In some respects, The Opener of the Way is a typical fantasy book of its era. Its contents were culled mostly from the already musty pages of Weird Tales. The dustwrapper informs the reader that the "book was produced in a wartime format, of lighter weight paper and smaller margins, to assure a more compact book, in accordance with government regulation." As such, cheaper paper was used, so truly fine copies of the book are difficult to locate.

But let us give all thanks to The Black Goat that the book is "complete and unabridged," because each story is excellently weird and proves that the young Bloch was as much a master as the mature author who penned Psycho. In fact, it is surprising that ten years passed between Bloch's first magazine sale and the publication of the book.
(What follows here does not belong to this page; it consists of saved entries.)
//! Conversions between `image`/`ndarray` buffers and OpenCV matrices.

use image::GrayImage;
use ndarray::Array2;
use opencv::core::{Mat, Vec2f};
use opencv::prelude::*;

/// Owned 8-bit single-channel matrix copied from `gray`.
pub(crate) fn gray_mat(gray: &GrayImage) -> opencv::Result<Mat> {
    let view = Mat::new_rows_cols_with_data(
        gray.height() as i32,
        gray.width() as i32,
        gray.as_raw().as_slice(),
    )?;
    view.try_clone()
}

/// Split a `CV_32FC2` flow matrix into its x and y components.
pub(crate) fn flow_components(flow: &Mat) -> opencv::Result<(Array2<f32>, Array2<f32>)> {
    let (rows, cols) = (flow.rows() as usize, flow.cols() as usize);
    let data = flow.data_typed::<Vec2f>()?;
    let dx = Array2::from_shape_fn((rows, cols), |(y, x)| data[y * cols + x][0]);
    let dy = Array2::from_shape_fn((rows, cols), |(y, x)| data[y * cols + x][1]);
    Ok((dx, dy))
}

#[cfg(test)]
mod tests {
    use super::*;
    use image::Luma;

    #[test]
    fn test_gray_mat_copies_pixels() {
        let mut gray = GrayImage::from_pixel(5, 3, Luma([7]));
        gray.put_pixel(4, 2, Luma([200]));

        let mat = gray_mat(&gray).unwrap();
        assert_eq!((mat.rows(), mat.cols()), (3, 5));
        assert_eq!(*mat.at_2d::<u8>(2, 4).unwrap(), 200);
        assert_eq!(*mat.at_2d::<u8>(0, 0).unwrap(), 7);
    }
}
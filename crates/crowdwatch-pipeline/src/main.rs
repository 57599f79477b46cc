//! Crowd panic early-warning pipeline binary.
//!
//! Runs one session per input source, each on its own task, and prints the
//! end-of-stream summaries as JSON.

use std::path::{Path, PathBuf};
use std::sync::atomic::{AtomicUsize, Ordering};
use std::sync::Arc;

use anyhow::Context;
use clap::Parser;
use tokio::task::JoinSet;
use tracing::{error, info};
use tracing_subscriber::{fmt, prelude::*, EnvFilter};
use uuid::Uuid;

use crowdwatch_media::{open_source, DetectionSidecar};
use crowdwatch_models::StreamSummary;
use crowdwatch_pipeline::metrics::{init_metrics, set_active_streams};
use crowdwatch_pipeline::{run_stream, JsonLinesSink, PipelineConfig, SessionModels, StreamSession};

#[derive(Debug, Parser)]
#[command(name = "crowdwatch", about = "Crowd panic early warning over video streams")]
struct Args {
    /// Video files, stream URLs or image directories.
    #[arg(required = true)]
    inputs: Vec<String>,

    /// Detection sidecar (JSON lines) per input, matched by position.
    #[arg(long = "detections")]
    detections: Vec<PathBuf>,

    /// Directory receiving one telemetry file per input.
    #[arg(long, default_value = "telemetry")]
    telemetry_dir: PathBuf,

    /// Frame rate assumed for image directories.
    #[arg(long, default_value_t = 30.0)]
    fps: f64,

    /// Downscale decoded video to at most this width.
    #[arg(long)]
    max_width: Option<u32>,
}

#[tokio::main]
async fn main() {
    // Load environment variables
    dotenvy::dotenv().ok();

    // Initialize tracing with colored output for dev, JSON for production
    let use_json = std::env::var("LOG_FORMAT")
        .map(|v| v.to_lowercase() == "json")
        .unwrap_or(false);

    let env_filter = EnvFilter::try_from_default_env()
        .unwrap_or_else(|_| EnvFilter::new("crowdwatch=info,ort=warn"));

    if use_json {
        tracing_subscriber::registry()
            .with(fmt::layer().json())
            .with(env_filter)
            .init();
    } else {
        tracing_subscriber::registry()
            .with(
                fmt::layer()
                    .with_ansi(true)
                    .with_target(true)
                    .with_thread_ids(false)
                    .with_file(false)
                    .with_line_number(false),
            )
            .with(env_filter)
            .init();
    }

    let args = Args::parse();
    info!("Starting crowdwatch");

    match run(args).await {
        Ok(true) => info!("All streams completed"),
        Ok(false) => std::process::exit(1),
        Err(e) => {
            error!("Pipeline failed: {:#}", e);
            std::process::exit(1);
        }
    }
}

/// Returns whether every stream completed.
async fn run(args: Args) -> anyhow::Result<bool> {
    let config = PipelineConfig::from_env().context("invalid configuration")?;
    config.validate().context("invalid configuration")?;
    info!("Pipeline config: {:?}", config);

    if let Some(addr) = config.metrics_addr {
        init_metrics(addr)?;
        info!(%addr, "Prometheus exporter listening");
    }

    let models = SessionModels::load(&config).context("failed to load models")?;
    let config = Arc::new(config);
    let active = Arc::new(AtomicUsize::new(0));

    let mut streams = JoinSet::new();
    for (i, input) in args.inputs.iter().enumerate() {
        let job = StreamJob {
            input: input.clone(),
            sidecar: args.detections.get(i).cloned(),
            telemetry_dir: args.telemetry_dir.clone(),
            fps: args.fps,
            max_width: args.max_width,
        };
        let config = config.clone();
        let models = models.clone();
        let active = active.clone();
        streams.spawn(async move {
            set_active_streams(active.fetch_add(1, Ordering::Relaxed) + 1);
            let result = job.run(&config, &models).await;
            set_active_streams(active.fetch_sub(1, Ordering::Relaxed) - 1);
            (job.input, result)
        });
    }

    let mut all_ok = true;
    while let Some(joined) = streams.join_next().await {
        match joined {
            Ok((_, Ok(summary))) => println!("{}", serde_json::to_string(&summary)?),
            Ok((input, Err(e))) => {
                error!(input = %input, "Stream failed: {:#}", e);
                all_ok = false;
            }
            Err(e) => {
                error!("Stream task aborted: {}", e);
                all_ok = false;
            }
        }
    }
    Ok(all_ok)
}

struct StreamJob {
    input: String,
    sidecar: Option<PathBuf>,
    telemetry_dir: PathBuf,
    fps: f64,
    max_width: Option<u32>,
}

impl StreamJob {
    async fn run(&self, config: &PipelineConfig, models: &SessionModels) -> anyhow::Result<StreamSummary> {
        let stream_id = Uuid::new_v4().to_string();

        let mut source = open_source(&self.input, self.fps, self.max_width)
            .await
            .with_context(|| format!("cannot open source {}", self.input))?;
        let mut sidecar = match &self.sidecar {
            Some(path) => Some(
                DetectionSidecar::open(path)
                    .await
                    .with_context(|| format!("cannot open detections {}", path.display()))?,
            ),
            None => None,
        };

        let telemetry_path = self
            .telemetry_dir
            .join(format!("{}-{}.jsonl", stem(&self.input), &stream_id[..8]));
        let mut sink = JsonLinesSink::create(&telemetry_path).await?;

        let mut session = StreamSession::new(&stream_id, source.describe(), config, models);
        info!(
            stream_id = %stream_id,
            telemetry = %telemetry_path.display(),
            "Stream telemetry file"
        );

        let summary = run_stream(&mut session, source.as_mut(), sidecar.as_mut(), &mut sink).await?;
        Ok(summary)
    }
}

fn stem(input: &str) -> String {
    Path::new(input.trim_end_matches('/'))
        .file_stem()
        .map(|s| s.to_string_lossy().into_owned())
        .filter(|s| !s.is_empty())
        .unwrap_or_else(|| "stream".to_string())
}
The earliest tales are youthfully in the tradition of H.P. Lovecraft's Cthulhu Mythos, which is not shocking considering Bloch's weird tutor was the Old Gentleman himself. What is surprising is the effectiveness of these early pastiches, their absolute pulpiness notwithstanding, as in "The Shambler from the Stars." Bloch was wise enough even as a teen-ager to infuse his particular interests, such as Egyptology, into the Mythos, rather than to drone on about quotidian, nameless monsters and the same old forbidden tomes, as most dull Lovecraft imitators did and still do.

The monsters and tomes are present in these early stories, but are used sparingly, especially as Bloch mustered his unique voice. "The Faceless God" employs both Egyptology and Lovecraft's Nyarlathotep, and though it remains within the confines of a
Mythos story, it stands out as something apart from the cycle, too.

"The Mannikin" is a better example of Bloch's tendency to extend a Mythos tale beyond its tradition. Not only does it NOT drone, it thrills. And it does so even though it involves an extremely Lovecraftian main character (Simon Maglore) and the invocation of the usual demonic cast (Nyarlathotep and friends) by the aid of the usual grimoires (in this case not The Necronomicon, but Ludvig Prinn's Mysteries of the Worm). The result incorporates elements of HPL's Mythos, but evolves into an odd and gruesome story of a witch's familiar that is far more disturbing than Brown Jenkin from "The Dreams in the Witch House."

The introduction to The Early Fears, which reprints both The Opener of the Way and Pleasant Dreams, addresses the issue of political incorrectness. Bloch states that he does not feel the need to apologize for his naïve depiction of blacks and other minorities because his early writing was inevitably informed by a culture that accepted prejudice as something proper and natural. (Whether you think prejudice is proper is your own moral decision, but it is natural, you must admit.) The most outrageously racist of the stories is about Haitian voodoo ("The Mother of Serpents"), which was published while Lovecraft was still alive. I suspect Bloch was seeking approval from Lovecraft, who was a lifelong outspoken negrophobe. After HPL died, there was little need for Bloch to continue writing such stories.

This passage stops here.